Financial markets expect the European Central Bank (ECB) to further reduce its policy interest rates. This policy easing should support domestic demand and boost consumer and business sentiment.
Inflation in the euro area is expected to be close to the ECB’s target of 2% over the projection. In particular, inflation in core services is projected to ease, reflecting modest growth in consumer demand, slowing wage growth and the dissipation of temporary effects related to sporting and cultural events in 2024.
China
Growth in domestic demand in China is projected to rise in the near term, bolstered by recent policy announcements. These announcements include spending vouchers for households, debt support for local governments and policies to stabilize the property sector. Exports grew at a rapid pace in 2024, mostly due to rising production capacity and falling prices for China’s manufactured goods. The prices of manufactured export goods are expected to stabilize, leading export growth to slow in 2025.
Later in the projection, economic activity eases as the impact of cyclical policy measures fades and structural challenges, such as an aging population, hold back growth.
Commodities
Oil prices have risen in response to tightened sanctions on Russian oil amid low global inventories (Chart 22). In addition, the Organization of the Petroleum Exporting Countries (OPEC) and OPEC+ members (OPEC plus some non-OPEC oil producers) have again delayed unwinding voluntary production cuts. Brent oil is assumed to average US$80 over the projection, higher than expected in the October Report.
The Bank of Canada’s commodity price index excluding energy is largely unchanged (see Changes to the projection in the Projections section).
Financial conditions
Many global central banks have continued to reduce their policy interest rates as inflation has moved toward their targets. However, recent data and possible policy changes under the new US administration have led market participants to expect greater divergence in economic outlooks across countries.
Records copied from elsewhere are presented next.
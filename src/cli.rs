//! CLI argument parsing module for versync

use crate::version::BuildNumberPolicy;
use clap::{ArgAction, Parser};
use std::path::PathBuf;

/// Sync the package.json version into Capacitor Android and iOS projects
#[derive(Parser, Debug, Clone)]
#[command(
    name = "versync",
    version,
    about = "Sync the package.json version into Capacitor Android and iOS projects",
    after_help = "Without --android or --ios both platforms are synced, skipping any whose project directory is missing."
)]
pub struct CliArgs {
    /// Project root holding package.json, android/ and ios/ (default: current directory)
    #[arg(default_value = ".")]
    pub path: PathBuf,

    // Platform selection
    /// Sync the Android project (iOS is skipped unless --ios is also given)
    #[arg(short, long)]
    pub android: bool,

    /// Sync the iOS project (Android is skipped unless --android is also given)
    #[arg(short, long)]
    pub ios: bool,

    /// Additional plists to update, comma separated or repeated (iOS only)
    #[arg(long, value_name = "FILES", action = ArgAction::Append)]
    pub plist: Vec<String>,

    /// Ignored: prerelease identifiers never take part in the version code
    #[arg(short = 'p', long)]
    pub android_allow_prerelease: bool,

    // Version source
    /// Sync this version instead of the package.json version
    #[arg(long, value_name = "SEMVER")]
    pub set_version: Option<String>,

    /// How the iOS build number is derived
    #[arg(long, value_enum, value_name = "POLICY", default_value_t = BuildNumberPolicy::Marketing)]
    pub ios_build_number: BuildNumberPolicy,

    // Target paths
    /// Android build file (default: android/app/build.gradle or build.gradle.kts)
    #[arg(long, value_name = "FILE")]
    pub gradle_file: Option<PathBuf>,

    /// iOS Info.plist (default: ios/App/App/Info.plist)
    #[arg(long, value_name = "FILE")]
    pub info_plist: Option<PathBuf>,

    /// Xcode project file (default: ios/App/App.xcodeproj/project.pbxproj)
    #[arg(long, value_name = "FILE")]
    pub pbxproj: Option<PathBuf>,

    // General options
    /// Dry run mode - show what would change without writing files
    #[arg(short = 'n', long)]
    pub dry_run: bool,

    /// Enable verbose output
    #[arg(long)]
    pub verbose: bool,

    /// Enable quiet mode - minimal output
    #[arg(short, long)]
    pub quiet: bool,

    /// Disable colored output
    #[arg(long)]
    pub no_color: bool,

    // Output options
    /// Output results in JSON format
    #[arg(long, conflicts_with = "diff")]
    pub json: bool,

    /// Show changes in diff format
    #[arg(long)]
    pub diff: bool,
}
In this context, changes in financial conditions have differed across countries. In the United States, markets now anticipate fewer policy rate cuts and that those cuts will come later than previously expected. This is partly due to ongoing strength in the economy and persistent inflation. In addition, market participants have begun to place some weight on potential policy changes under the new administration and their likely economic implications. These factors have supported a strong rise in US sovereign bond yields. Bond yields in most other advanced economies have either modestly declined since October, as in Canada (Chart 23), or have risen by less than in the United States, reflecting weaker growth and inflation prospects.
Chart 23: US bond yields have risen whereas Canadian bond yields have modestly declined since the October Report
Last observation: January 27, 2025
Equity market valuations in advanced economies have continued to rise. Measures of risk appetite have generally remained strong, with equity risk premiums and corporate credit spreads still low relative to historical levels.
The US dollar has continued to appreciate against most other currencies and recently hit an all-time high on a nominal trade-weighted basis. The value of the Canadian dollar has fallen against the US dollar to about 70 cents US but has remained more stable against a basket of other currencies (Chart 24).
Most of the recent strength in the US dollar appears to be due to an increase in the foreign exchange risk premium associated with holding non-US currencies. While the spread between US and Canadian policy rates has increased, Bank models suggest this has had only a modest impact on the Canada-US exchange rate. (See In focus: Recent drivers of the Canada-US exchange rate.)